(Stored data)
-- Opening Marker --

//! Error types for the coldchain pipeline.

use thiserror::Error;

/// Errors that can occur while fetching, decoding or reconciling shipment state.
#[derive(Debug, Error)]
pub enum IndexerError {
    /// The log source rejected the request because of its rate limit.
    /// Recovered by the range fetcher; never surfaced past it.
    #[error("rate limited: {message}")]
    RateLimited { message: String },

    /// Any other transport failure (connection, protocol, node error).
    #[error("transport error: {0}")]
    Transport(String),

    /// A single raw record could not be decoded against its topic's schema.
    #[error("malformed event in tx {tx_hash}: {reason}")]
    MalformedEvent { tx_hash: String, reason: String },

    #[error("invalid configuration: {0}")]
    Config(String),

    #[error("subscription error: {0}")]
    Subscription(String),

    #[error("{0}")]
    Other(String),
}

impl IndexerError {
    /// Returns `true` if the error belongs to the rate-limit class.
    pub fn is_rate_limited(&self) -> bool {
        matches!(self, Self::RateLimited { .. })
    }

    pub(crate) fn malformed(tx_hash: impl Into<String>, reason: impl ToString) -> Self {
        Self::MalformedEvent {
            tx_hash: tx_hash.into(),
            reason: reason.to_string(),
        }
    }
}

-- Closing Marker --

WORK REQUIRED:
Print the line containing "event in tx" and every line after it to the end of the records above, exactly as written, and nothing else.

EXERCISE OUTPUT:
    #[error("malformed event in tx {tx_hash}: {reason}")]
    MalformedEvent { tx_hash: String, reason: String },

    #[error("invalid configuration: {0}")]
    Config(String),

    #[error("subscription error: {0}")]
    Subscription(String),

    #[error("{0}")]
    Other(String),
}

impl IndexerError {
    /// Returns `true` if the error belongs to the rate-limit class.
    pub fn is_rate_limited(&self) -> bool {
        matches!(self, Self::RateLimited { .. })
    }

    pub(crate) fn malformed(tx_hash: impl Into<String>, reason: impl ToString) -> Self {
        Self::MalformedEvent {
            tx_hash: tx_hash.into(),
            reason: reason.to_string(),
        }
    }
}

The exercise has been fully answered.